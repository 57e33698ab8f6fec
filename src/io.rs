//! Per-inode I/O composite.
//!
//! An [`IoHandle`] bundles the cache tiers of one file: the optional data
//! cache, the optional write journal, and the remote proxies. The
//! `"default"` proxy serves foreground I/O; additional keys appear during
//! error recovery when replicas are opened.
use std::sync::atomic::{AtomicBool, AtomicUsize, Ordering};
use std::sync::Arc;
use std::time::Duration;

use parking_lot::{Mutex, RwLock};
use rustc_hash::FxHashMap;
use tokio_util::sync::CancellationToken;
use tracing::*;

use crate::cache::{DataCache, JournalCache, JournalSyncer};
use crate::error::Error;
use crate::proxy::FileProxy;
use crate::remote::RemoteFile;

/// Key of the primary proxy used by foreground operations.
pub const DEFAULT_PROXY: &str = "default";

/// Synchronous journal replay target backed by a remote proxy: every
/// record is written and awaited in order, the truncate after all of them.
pub struct ProxySyncer {
    proxy: Arc<FileProxy>,
    timeout: Duration,
}

impl ProxySyncer {
    pub fn new(proxy: Arc<FileProxy>, timeout: Duration) -> Self {
        Self { proxy, timeout }
    }
}

#[async_trait::async_trait]
impl JournalSyncer for ProxySyncer {
    async fn write(&self, offset: u64, data: &[u8]) -> Result<(), Error> {
        let handler = self
            .proxy
            .write_async_prepare(data.len(), offset, self.timeout)
            .await;
        self.proxy.write_async(data, handler.clone())?;
        match handler.wait().await.to_error() {
            None => Ok(()),
            Some(e) => Err(e),
        }
    }

    async fn truncate(&self, size: u64) -> Result<(), Error> {
        self.proxy.truncate_after_writes(size).await
    }
}

pub struct IoHandle {
    ino: u64,
    file: RwLock<Option<Arc<DataCache>>>,
    journal: RwLock<Option<Arc<JournalCache>>>,
    proxies_ro: Mutex<FxHashMap<String, Arc<FileProxy>>>,
    proxies_rw: Mutex<FxHashMap<String, Arc<FileProxy>>>,
    caching: AtomicBool,
    attached: AtomicUsize,
}

impl IoHandle {
    pub fn new(ino: u64) -> Self {
        Self {
            ino,
            file: RwLock::new(None),
            journal: RwLock::new(None),
            proxies_ro: Mutex::new(FxHashMap::default()),
            proxies_rw: Mutex::new(FxHashMap::default()),
            caching: AtomicBool::new(true),
            attached: AtomicUsize::new(0),
        }
    }

    pub fn ino(&self) -> u64 {
        self.ino
    }

    pub fn attach(&self) -> usize {
        self.attached.fetch_add(1, Ordering::AcqRel) + 1
    }

    pub fn detach(&self) -> usize {
        let prev = self.attached.fetch_sub(1, Ordering::AcqRel);
        assert!(prev > 0, "io handle detach without attach");
        prev - 1
    }

    pub fn attached(&self) -> usize {
        self.attached.load(Ordering::Acquire)
    }

    pub fn set_file(&self, cache: DataCache) {
        *self.file.write() = Some(Arc::new(cache));
    }

    pub fn file(&self) -> Option<Arc<DataCache>> {
        self.file.read().clone()
    }

    pub fn set_journal(&self, journal: JournalCache) {
        *self.journal.write() = Some(Arc::new(journal));
    }

    pub fn journal(&self) -> Option<Arc<JournalCache>> {
        self.journal.read().clone()
    }

    /// Drop both local cache tiers; subsequent I/O goes straight through
    /// the proxies.
    pub fn disable_caches(&self) {
        info!(ino = self.ino, "disabling local caches");
        *self.file.write() = None;
        *self.journal.write() = None;
        self.caching.store(false, Ordering::Release);
    }

    pub fn is_caching(&self) -> bool {
        self.caching.load(Ordering::Acquire)
    }

    pub fn set_proxy_ro(&self, id: impl Into<String>, proxy: Arc<FileProxy>) {
        self.proxies_ro.lock().insert(id.into(), proxy);
    }

    pub fn set_proxy_rw(&self, id: impl Into<String>, proxy: Arc<FileProxy>) {
        self.proxies_rw.lock().insert(id.into(), proxy);
    }

    /// The default read-only proxy.
    pub fn proxy_ro(&self) -> Option<Arc<FileProxy>> {
        self.proxies_ro.lock().get(DEFAULT_PROXY).cloned()
    }

    /// The default read-write proxy.
    pub fn proxy_rw(&self) -> Option<Arc<FileProxy>> {
        self.proxies_rw.lock().get(DEFAULT_PROXY).cloned()
    }

    pub fn proxy_ro_by_id(&self, id: &str) -> Option<Arc<FileProxy>> {
        self.proxies_ro.lock().get(id).cloned()
    }

    pub fn proxy_rw_by_id(&self, id: &str) -> Option<Arc<FileProxy>> {
        self.proxies_rw.lock().get(id).cloned()
    }

    pub fn all_proxies_rw(&self) -> Vec<Arc<FileProxy>> {
        self.proxies_rw.lock().values().cloned().collect()
    }

    pub fn erase_proxy_ro(&self, id: &str) -> bool {
        self.proxies_ro.lock().remove(id).is_some()
    }

    pub fn erase_proxy_rw(&self, id: &str) -> bool {
        self.proxies_rw.lock().remove(id).is_some()
    }

    /// Replay the journal into the default read-write proxy.
    pub async fn flush_journal(&self) -> Result<(), Error> {
        let journal = match self.journal() {
            Some(j) => j,
            None => return Ok(()),
        };
        let proxy = self
            .proxy_rw()
            .ok_or(Error::InvalidArgument("no read-write proxy attached"))?;
        if journal.entries().await == 0 && journal.truncate_size().await.is_none() {
            return Ok(());
        }
        if journal.first_flush().await {
            journal.done_flush().await;
        }
        journal.remote_sync_async(&proxy).await
    }

    /// Recover the default read-write proxy after a transient failure: a
    /// fresh proxy against the replacement remote handle inherits the
    /// write queue and ref-count, reopens, resubmits the inherited writes
    /// and replays the journal.
    pub async fn recover_rw(&self, remote: Arc<dyn RemoteFile>) -> Result<Arc<FileProxy>, Error> {
        let old = self
            .proxy_rw()
            .ok_or(Error::InvalidArgument("no read-write proxy to recover"))?;
        old.context().recovery.inc("recover:write:n");
        let fresh = FileProxy::reopen_from(&old, remote);
        fresh.reopen_async()?;
        let status = fresh.wait_open().await;
        if let Some(e) = status.to_error() {
            fresh.context().recovery.inc("recover:write:reopen:failed");
            return Err(e);
        }
        fresh.context().recovery.inc("recover:write:reopen:success");
        fresh.collect_writes()?;
        self.set_proxy_rw(DEFAULT_PROXY, fresh.clone());
        if let Some(journal) = self.journal() {
            journal.remote_sync_async(&fresh).await?;
            fresh.context().recovery.inc("recover:write:journalflush:success");
        }
        info!(ino = self.ino, "recovered read-write proxy");
        Ok(fresh)
    }

    /// Background journal flusher draining pending writes periodically.
    pub fn spawn_flusher(
        self: Arc<Self>,
        period: Duration,
        cancel: CancellationToken,
    ) -> tokio::task::JoinHandle<()> {
        let this = self;
        tokio::spawn(async move {
            loop {
                tokio::select! {
                    _ = cancel.cancelled() => return,
                    _ = tokio::time::sleep(period) => {}
                }
                if let Err(e) = this.flush_journal().await {
                    warn!(ino = this.ino, %e, "journal flush failed, will retry");
                }
            }
        })
    }
}

impl std::fmt::Debug for IoHandle {
    fn fmt(&self, f: &mut std::fmt::Formatter) -> std::fmt::Result {
        f.debug_struct("IoHandle")
            .field("ino", &self.ino)
            .field("attached", &self.attached())
            .field("caching", &self.is_caching())
            .finish()
    }
}

#[cfg(test)]
mod tests {
    use super::*;
    use crate::cache::MemoryCache;

    #[test]
    fn caches_can_be_disabled() {
        let io = IoHandle::new(7);
        io.set_file(DataCache::Memory(MemoryCache::new()));
        assert!(io.file().is_some());
        assert!(io.is_caching());
        io.disable_caches();
        assert!(io.file().is_none());
        assert!(io.journal().is_none());
        assert!(!io.is_caching());
    }

    #[test]
    fn attach_detach() {
        let io = IoHandle::new(7);
        assert_eq!(io.attach(), 1);
        assert_eq!(io.attach(), 2);
        assert_eq!(io.detach(), 1);
        assert_eq!(io.detach(), 0);
    }
}
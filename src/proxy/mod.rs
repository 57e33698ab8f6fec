//! Asynchronous remote file proxy.
//!
//! A [`FileProxy`] is one open connection to a remote file. It layers a
//! fully asynchronous, coalescing I/O surface on top of the raw
//! [`RemoteFile`] handle: a retry-capable open/close state machine, an
//! ordered write dispatcher with a batching queue, adaptive read-ahead
//! with hit accounting, and housekeeping that parks overdue in-flight
//! chunks in a process-wide orphan bin so a dead proxy can still be torn
//! down.
pub mod fuzz;
pub mod read;
pub mod write;

use std::collections::VecDeque;
use std::sync::atomic::{AtomicI64, AtomicU64, AtomicUsize, Ordering};
use std::sync::{Arc, Weak};
use std::time::{Duration, SystemTime};

use parking_lot::Mutex;
use rustc_hash::FxHashMap;
use tokio::sync::{mpsc, Notify};
use tokio_util::sync::CancellationToken;
use tracing::*;

pub use fuzz::Fuzzing;
pub use read::{ReadChunk, ReadHandler};
pub use write::{WriteChunk, WriteHandler};

use crate::config::{CacheConfig, ReadAheadStrategy};
use crate::error::Error;
use crate::pools::BufferPool;
use crate::remote::{OpenFlags, RemoteFile, RemoteStatus, StatusCode};
use crate::stats::{IoMark, IoStat, IoStatSummary};

use read::ReadAhead;

/// Number of retained protocol log lines per proxy.
const PROTOCOL_LINES: usize = 128;
/// Default age after which an in-flight chunk without a callback is moved
/// into the orphan bin.
const DEFAULT_CHUNK_TIMEOUT: Duration = Duration::from_secs(300);
/// Wait slice while polling chunk completion.
const WAIT_SLICE: Duration = Duration::from_millis(25);
/// In-flight write chunk count considered excessive.
const MAX_WRITES_IN_FLIGHT: usize = 1024;

/// Proxy open-state machine.
#[derive(Debug, Clone, Copy, PartialEq, Eq)]
pub enum ProxyState {
    Closed,
    Opening,
    Open,
    WaitWrite,
    Closing,
    Failed,
    CloseFailed,
}

impl ProxyState {
    pub fn as_str(&self) -> &'static str {
        match self {
            ProxyState::Closed => "closed",
            ProxyState::Opening => "opening",
            ProxyState::Open => "open",
            ProxyState::WaitWrite => "waitwrite",
            ProxyState::Closing => "closing",
            ProxyState::Failed => "failed",
            ProxyState::CloseFailed => "closefailed",
        }
    }
}

impl std::fmt::Display for ProxyState {
    fn fmt(&self, f: &mut std::fmt::Formatter) -> std::fmt::Result {
        f.write_str(self.as_str())
    }
}

/// Rolling log of recent protocol events, bounded in length.
#[derive(Debug, Default)]
pub struct Protocol {
    messages: Mutex<VecDeque<(SystemTime, String)>>,
}

impl Protocol {
    pub fn add(&self, line: impl Into<String>) {
        let mut messages = self.messages.lock();
        if messages.len() == PROTOCOL_LINES {
            messages.pop_front();
        }
        messages.push_back((SystemTime::now(), line.into()));
    }

    pub fn dump(&self) -> String {
        use std::fmt::Write;
        let messages = self.messages.lock();
        let mut out = String::new();
        for (at, line) in messages.iter() {
            let secs = at
                .duration_since(SystemTime::UNIX_EPOCH)
                .unwrap_or_default()
                .as_secs();
            let _ = writeln!(out, "{} {}", secs, line);
        }
        out
    }

    fn clone_messages(&self) -> VecDeque<(SystemTime, String)> {
        self.messages.lock().clone()
    }

    fn inherit(&self, other: &Protocol) {
        *self.messages.lock() = other.clone_messages();
    }
}

/// In-flight chunk whose callback never arrived in time; parked process
/// wide so the owning proxy can be destroyed.
#[derive(Debug)]
pub enum Orphan {
    Read(ReadHandler),
    Write(WriteHandler),
}

impl Orphan {
    fn done(&self) -> bool {
        match self {
            Orphan::Read(c) => c.done(),
            Orphan::Write(c) => c.done(),
        }
    }
}

/// Counters of the proxy recovery machinery, keyed by event name.
#[derive(Debug, Default)]
pub struct RecoveryStats {
    counters: Mutex<std::collections::BTreeMap<&'static str, u64>>,
}

impl RecoveryStats {
    pub fn inc(&self, key: &'static str) {
        *self.counters.lock().entry(key).or_insert(0) += 1;
    }

    pub fn get(&self, key: &str) -> u64 {
        self.counters.lock().get(key).copied().unwrap_or(0)
    }

    pub fn dump(&self) -> String {
        use std::fmt::Write;
        let counters = self.counters.lock();
        let mut out = String::new();
        for (key, value) in counters.iter() {
            let _ = writeln!(out, "{}={}", key, value);
        }
        out
    }
}

/// Shared context of all proxies: the three buffer pools (write,
/// read-ahead, cache I/O), the orphan bin, the chunk timeout, recovery
/// counters and the fuzzing knobs. Created once at startup and passed down
/// through the handle constructors.
#[derive(Debug)]
pub struct ProxyContext {
    pub wr_buffers: Arc<BufferPool>,
    pub ra_buffers: Arc<BufferPool>,
    pub io_buffers: Arc<BufferPool>,
    pub chunk_timeout: Duration,
    pub fuzz: Fuzzing,
    pub recovery: RecoveryStats,
    orphans: Mutex<Vec<Orphan>>,
    proxies: AtomicI64,
}

impl ProxyContext {
    pub fn new(config: &CacheConfig) -> Arc<Self> {
        Self::with_chunk_timeout(config, DEFAULT_CHUNK_TIMEOUT)
    }

    pub fn with_chunk_timeout(config: &CacheConfig, chunk_timeout: Duration) -> Arc<Self> {
        Arc::new(Self {
            wr_buffers: BufferPool::new(
                "write",
                128,
                128 * 1024,
                config.max_inflight_write_bytes,
            ),
            ra_buffers: BufferPool::new(
                "readahead",
                128,
                config.readahead_nominal.max(4096) as usize,
                config.max_inflight_readahead_bytes,
            ),
            io_buffers: BufferPool::new(
                "io",
                128,
                256 * 1024,
                config.max_inflight_write_bytes,
            ),
            chunk_timeout,
            fuzz: Fuzzing::default(),
            recovery: RecoveryStats::default(),
            orphans: Mutex::new(Vec::new()),
            proxies: AtomicI64::new(0),
        })
    }

    pub(crate) fn adopt(&self, orphan: Orphan) {
        warn!("parking orphaned in-flight chunk");
        self.orphans.lock().push(orphan);
    }

    pub fn orphan_count(&self) -> usize {
        self.orphans.lock().len()
    }

    /// Drop orphans whose callbacks eventually arrived; returns how many
    /// are still pending.
    pub fn reap_orphans(&self) -> usize {
        let mut orphans = self.orphans.lock();
        orphans.retain(|o| !o.done());
        orphans.len()
    }

    pub fn spawn_reaper(self: Arc<Self>, cancel: CancellationToken) -> tokio::task::JoinHandle<()> {
        let this = self;
        tokio::spawn(async move {
            loop {
                tokio::select! {
                    _ = cancel.cancelled() => return,
                    _ = tokio::time::sleep(Duration::from_secs(5)) => {
                        let left = this.reap_orphans();
                        if left > 0 {
                            debug!(left, "orphan chunks still pending");
                        }
                    }
                }
            }
        })
    }

    /// Number of live proxies sharing this context.
    pub fn proxies(&self) -> i64 {
        self.proxies.load(Ordering::Relaxed)
    }
}

#[derive(Debug, Clone)]
struct OpenParams {
    url: String,
    flags: OpenFlags,
    mode: u32,
    timeout: Duration,
}

#[derive(Debug)]
struct StateCell {
    state: ProxyState,
    since: tokio::time::Instant,
    status: RemoteStatus,
}

pub struct FileProxy {
    ctx: Arc<ProxyContext>,
    remote: Arc<dyn RemoteFile>,
    ino: u64,
    state: Mutex<StateCell>,
    open_notify: Notify,
    write_notify: Notify,
    read_notify: Notify,
    params: Mutex<Option<OpenParams>>,
    chunks_w: Mutex<FxHashMap<usize, WriteHandler>>,
    chunks_r: Mutex<FxHashMap<usize, ReadHandler>>,
    write_queue: Mutex<VecDeque<WriteHandler>>,
    dispatch: Mutex<Option<mpsc::UnboundedSender<WriteHandler>>>,
    wq_direct: AtomicU64,
    wq_scheduled: AtomicU64,
    close_after_write: Mutex<Option<Duration>>,
    ra: Mutex<ReadAhead>,
    write_state: Mutex<RemoteStatus>,
    read_state: Mutex<RemoteStatus>,
    attached: AtomicUsize,
    reads_in_flight: AtomicI64,
    protocol: Protocol,
    stats_rd: IoStat,
    stats_wr: IoStat,
    weak: Weak<FileProxy>,
}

(TASK PROMPT) The output should be exactly the lines above from the line containing "replicas are opened." to the line containing "use crate::proxy::FileProxy;", inclusive, with no other lines.

(EXERCISE RESULT)
//! error recovery when replicas are opened.
use std::sync::atomic::{AtomicBool, AtomicUsize, Ordering};
use std::sync::Arc;
use std::time::Duration;

use parking_lot::{Mutex, RwLock};
use rustc_hash::FxHashMap;
use tokio_util::sync::CancellationToken;
use tracing::*;

use crate::cache::{DataCache, JournalCache, JournalSyncer};
use crate::error::Error;
use crate::proxy::FileProxy;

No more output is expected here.